### EXERCISE INSTRUCTIONS
Restate all of the data precisely, omitting nothing.

### SOURCE MATERIAL

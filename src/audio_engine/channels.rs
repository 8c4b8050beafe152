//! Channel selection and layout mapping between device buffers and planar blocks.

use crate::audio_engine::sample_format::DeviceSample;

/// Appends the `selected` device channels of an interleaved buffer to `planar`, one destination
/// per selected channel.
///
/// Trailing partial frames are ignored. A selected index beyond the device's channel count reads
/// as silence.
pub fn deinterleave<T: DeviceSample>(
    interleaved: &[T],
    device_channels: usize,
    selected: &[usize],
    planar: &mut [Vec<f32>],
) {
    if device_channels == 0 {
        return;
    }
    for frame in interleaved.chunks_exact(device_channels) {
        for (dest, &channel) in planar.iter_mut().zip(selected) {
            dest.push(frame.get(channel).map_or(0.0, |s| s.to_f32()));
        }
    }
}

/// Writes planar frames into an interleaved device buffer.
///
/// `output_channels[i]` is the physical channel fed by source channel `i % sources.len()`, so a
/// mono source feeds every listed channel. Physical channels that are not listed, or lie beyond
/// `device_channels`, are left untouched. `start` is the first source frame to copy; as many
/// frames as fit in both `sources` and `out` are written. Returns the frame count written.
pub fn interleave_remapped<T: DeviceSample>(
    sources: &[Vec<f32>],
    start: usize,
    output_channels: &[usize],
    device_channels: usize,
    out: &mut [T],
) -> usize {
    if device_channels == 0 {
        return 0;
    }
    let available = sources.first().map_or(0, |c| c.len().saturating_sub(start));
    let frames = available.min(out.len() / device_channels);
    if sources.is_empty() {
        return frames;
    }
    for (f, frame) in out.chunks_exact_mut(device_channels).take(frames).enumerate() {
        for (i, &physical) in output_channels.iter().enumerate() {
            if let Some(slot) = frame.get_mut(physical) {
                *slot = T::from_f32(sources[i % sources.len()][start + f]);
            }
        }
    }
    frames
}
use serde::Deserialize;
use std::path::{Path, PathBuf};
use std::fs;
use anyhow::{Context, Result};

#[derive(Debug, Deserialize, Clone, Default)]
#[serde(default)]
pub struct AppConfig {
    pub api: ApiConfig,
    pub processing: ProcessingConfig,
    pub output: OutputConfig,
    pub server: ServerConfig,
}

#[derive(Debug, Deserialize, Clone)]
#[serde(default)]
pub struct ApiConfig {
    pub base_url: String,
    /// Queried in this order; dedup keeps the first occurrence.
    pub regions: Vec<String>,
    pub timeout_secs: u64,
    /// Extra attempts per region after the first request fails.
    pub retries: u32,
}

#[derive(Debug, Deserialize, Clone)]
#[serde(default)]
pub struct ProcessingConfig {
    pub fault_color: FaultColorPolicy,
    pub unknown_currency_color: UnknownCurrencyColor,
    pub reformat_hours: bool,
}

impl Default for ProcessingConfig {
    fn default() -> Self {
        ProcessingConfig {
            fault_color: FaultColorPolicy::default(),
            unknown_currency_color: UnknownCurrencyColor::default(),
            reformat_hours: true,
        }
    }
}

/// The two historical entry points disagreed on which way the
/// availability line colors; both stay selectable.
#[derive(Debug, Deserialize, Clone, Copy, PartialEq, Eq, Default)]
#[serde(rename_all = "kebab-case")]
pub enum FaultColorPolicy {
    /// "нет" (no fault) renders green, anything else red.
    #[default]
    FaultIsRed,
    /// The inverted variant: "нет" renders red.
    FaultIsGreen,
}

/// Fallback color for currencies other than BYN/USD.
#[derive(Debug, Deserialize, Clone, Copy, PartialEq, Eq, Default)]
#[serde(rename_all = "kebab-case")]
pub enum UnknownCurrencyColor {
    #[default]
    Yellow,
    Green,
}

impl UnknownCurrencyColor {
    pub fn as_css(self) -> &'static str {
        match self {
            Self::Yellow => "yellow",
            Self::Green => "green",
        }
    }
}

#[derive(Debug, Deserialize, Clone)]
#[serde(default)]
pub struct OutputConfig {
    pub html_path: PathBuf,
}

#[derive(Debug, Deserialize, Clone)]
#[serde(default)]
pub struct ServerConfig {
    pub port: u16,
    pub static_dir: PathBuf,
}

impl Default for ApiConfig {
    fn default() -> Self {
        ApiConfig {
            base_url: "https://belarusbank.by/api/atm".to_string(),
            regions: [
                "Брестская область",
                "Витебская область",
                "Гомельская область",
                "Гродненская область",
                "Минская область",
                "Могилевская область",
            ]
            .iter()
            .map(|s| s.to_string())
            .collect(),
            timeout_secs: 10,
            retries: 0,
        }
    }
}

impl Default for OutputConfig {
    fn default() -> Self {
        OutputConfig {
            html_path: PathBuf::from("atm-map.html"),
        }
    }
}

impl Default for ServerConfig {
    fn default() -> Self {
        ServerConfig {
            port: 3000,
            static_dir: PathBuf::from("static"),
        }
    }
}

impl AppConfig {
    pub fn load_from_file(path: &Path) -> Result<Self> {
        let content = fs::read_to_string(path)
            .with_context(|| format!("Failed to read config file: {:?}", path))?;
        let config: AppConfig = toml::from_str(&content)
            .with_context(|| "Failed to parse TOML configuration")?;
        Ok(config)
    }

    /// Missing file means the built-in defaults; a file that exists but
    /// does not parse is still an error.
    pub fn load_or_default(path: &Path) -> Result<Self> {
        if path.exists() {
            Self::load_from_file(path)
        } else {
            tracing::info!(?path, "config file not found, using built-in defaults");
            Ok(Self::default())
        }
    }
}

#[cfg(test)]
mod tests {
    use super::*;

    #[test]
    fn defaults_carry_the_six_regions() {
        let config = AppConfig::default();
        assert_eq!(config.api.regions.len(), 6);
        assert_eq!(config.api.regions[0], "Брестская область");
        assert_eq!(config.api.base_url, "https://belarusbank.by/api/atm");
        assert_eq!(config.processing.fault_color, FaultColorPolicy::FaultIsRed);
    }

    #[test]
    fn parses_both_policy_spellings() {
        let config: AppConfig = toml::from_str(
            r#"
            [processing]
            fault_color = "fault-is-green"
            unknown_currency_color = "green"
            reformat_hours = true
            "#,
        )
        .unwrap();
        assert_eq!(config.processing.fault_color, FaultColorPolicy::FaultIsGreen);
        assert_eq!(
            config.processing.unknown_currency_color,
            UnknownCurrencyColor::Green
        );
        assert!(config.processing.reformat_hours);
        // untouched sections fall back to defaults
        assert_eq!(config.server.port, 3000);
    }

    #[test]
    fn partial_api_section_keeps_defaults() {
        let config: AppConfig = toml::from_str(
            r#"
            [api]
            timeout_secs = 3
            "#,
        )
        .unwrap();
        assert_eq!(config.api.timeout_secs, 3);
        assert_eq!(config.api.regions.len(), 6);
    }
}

### ANSWER TO THIS PROBLEM
filename src/audio_engine/channels.rs
repository 8c4b8050beafe152
//! Channel selection and layout mapping between device buffers and planar blocks.

use crate::audio_engine::sample_format::DeviceSample;

/// Appends the `selected` device channels of an interleaved buffer to `planar`, one destination
/// per selected channel.
///
/// Trailing partial frames are ignored. A selected index beyond the device's channel count reads
/// as silence.
pub fn deinterleave<T: DeviceSample>(
    interleaved: &[T],
    device_channels: usize,
    selected: &[usize],
    planar: &mut [Vec<f32>],
) {
    if device_channels == 0 {
        return;
    }
    for frame in interleaved.chunks_exact(device_channels) {
        for (dest, &channel) in planar.iter_mut().zip(selected) {
            dest.push(frame.get(channel).map_or(0.0, |s| s.to_f32()));
        }
    }
}

/// Writes planar frames into an interleaved device buffer.
///
/// `output_channels[i]` is the physical channel fed by source channel `i % sources.len()`, so a
/// mono source feeds every listed channel. Physical channels that are not listed, or lie beyond
/// `device_channels`, are left untouched. `start` is the first source frame to copy; as many
/// frames as fit in both `sources` and `out` are written. Returns the frame count written.
pub fn interleave_remapped<T: DeviceSample>(
    sources: &[Vec<f32>],
    start: usize,
    output_channels: &[usize],
    device_channels: usize,
    out: &mut [T],
) -> usize {
    if device_channels == 0 {
        return 0;
    }
    let available = sources.first().map_or(0, |c| c.len().saturating_sub(start));
    let frames = available.min(out.len() / device_channels);
    if sources.is_empty() {
        return frames;
    }
    for (f, frame) in out.chunks_exact_mut(device_channels).take(frames).enumerate() {
        for (i, &physical) in output_channels.iter().enumerate() {
            if let Some(slot) = frame.get_mut(physical) {
                *slot = T::from_f32(sources[i % sources.len()][start + f]);
            }
        }
    }
    frames
}
use serde::Deserialize;
use std::path::{Path, PathBuf};
use std::fs;
use anyhow::{Context, Result};

#[derive(Debug, Deserialize, Clone, Default)]
#[serde(default)]
pub struct AppConfig {
    pub api: ApiConfig,
    pub processing: ProcessingConfig,
    pub output: OutputConfig,
    pub server: ServerConfig,
}

#[derive(Debug, Deserialize, Clone)]
#[serde(default)]
pub struct ApiConfig {
    pub base_url: String,
    /// Queried in this order; dedup keeps the first occurrence.
    pub regions: Vec<String>,
    pub timeout_secs: u64,
    /// Extra attempts per region after the first request fails.
    pub retries: u32,
}

#[derive(Debug, Deserialize, Clone)]
#[serde(default)]
pub struct ProcessingConfig {
    pub fault_color: FaultColorPolicy,
    pub unknown_currency_color: UnknownCurrencyColor,
    pub reformat_hours: bool,
}

impl Default for ProcessingConfig {
    fn default() -> Self {
        ProcessingConfig {
            fault_color: FaultColorPolicy::default(),
            unknown_currency_color: UnknownCurrencyColor::default(),
            reformat_hours: true,
        }
    }
}

/// The two historical entry points disagreed on which way the
/// availability line colors; both stay selectable.
#[derive(Debug, Deserialize, Clone, Copy, PartialEq, Eq, Default)]
#[serde(rename_all = "kebab-case")]
pub enum FaultColorPolicy {
    /// "нет" (no fault) renders green, anything else red.
    #[default]
    FaultIsRed,
    /// The inverted variant: "нет" renders red.
    FaultIsGreen,
}

/// Fallback color for currencies other than BYN/USD.
#[derive(Debug, Deserialize, Clone, Copy, PartialEq, Eq, Default)]
#[serde(rename_all = "kebab-case")]
pub enum UnknownCurrencyColor {
    #[default]
    Yellow,
    Green,
}

impl UnknownCurrencyColor {
    pub fn as_css(self) -> &'static str {
        match self {
            Self::Yellow => "yellow",
            Self::Green => "green",
        }
    }
}

#[derive(Debug, Deserialize, Clone)]
#[serde(default)]
pub struct OutputConfig {
    pub html_path: PathBuf,
}

#[derive(Debug, Deserialize, Clone)]
#[serde(default)]
pub struct ServerConfig {
    pub port: u16,
    pub static_dir: PathBuf,
}

impl Default for ApiConfig {
    fn default() -> Self {
        ApiConfig {
            base_url: "https://belarusbank.by/api/atm".to_string(),
            regions: [
                "Брестская область",
                "Витебская область",
                "Гомельская область",
                "Гродненская область",
                "Минская область",
                "Могилевская область",
            ]
            .iter()
            .map(|s| s.to_string())
            .collect(),
            timeout_secs: 10,
            retries: 0,
        }
    }
}

impl Default for OutputConfig {
    fn default() -> Self {
        OutputConfig {
            html_path: PathBuf::from("atm-map.html"),
        }
    }
}

impl Default for ServerConfig {
    fn default() -> Self {
        ServerConfig {
            port: 3000,
            static_dir: PathBuf::from("static"),
        }
    }
}

impl AppConfig {
    pub fn load_from_file(path: &Path) -> Result<Self> {
        let content = fs::read_to_string(path)
            .with_context(|| format!("Failed to read config file: {:?}", path))?;
        let config: AppConfig = toml::from_str(&content)
            .with_context(|| "Failed to parse TOML configuration")?;
        Ok(config)
    }

    /// Missing file means the built-in defaults; a file that exists but
    /// does not parse is still an error.
    pub fn load_or_default(path: &Path) -> Result<Self> {
        if path.exists() {
            Self::load_from_file(path)
        } else {
            tracing::info!(?path, "config file not found, using built-in defaults");
            Ok(Self::default())
        }
    }
}

#[cfg(test)]
mod tests {
    use super::*;

    #[test]
    fn defaults_carry_the_six_regions() {
        let config = AppConfig::default();
        assert_eq!(config.api.regions.len(), 6);
        assert_eq!(config.api.regions[0], "Брестская область");
        assert_eq!(config.api.base_url, "https://belarusbank.by/api/atm");
        assert_eq!(config.processing.fault_color, FaultColorPolicy::FaultIsRed);
    }

    #[test]
    fn parses_both_policy_spellings() {
        let config: AppConfig = toml::from_str(
            r#"
            [processing]
            fault_color = "fault-is-green"
            unknown_currency_color = "green"
            reformat_hours = true
            "#,
        )
        .unwrap();
        assert_eq!(config.processing.fault_color, FaultColorPolicy::FaultIsGreen);
        assert_eq!(
            config.processing.unknown_currency_color,
            UnknownCurrencyColor::Green
        );
        assert!(config.processing.reformat_hours);
        // untouched sections fall back to defaults
        assert_eq!(config.server.port, 3000);
    }

    #[test]
    fn partial_api_section_keeps_defaults() {
        let config: AppConfig = toml::from_str(
            r#"
            [api]
            timeout_secs = 3
            "#,
        )
        .unwrap();
        assert_eq!(config.api.timeout_secs, 3);
        assert_eq!(config.api.regions.len(), 6);
    }
}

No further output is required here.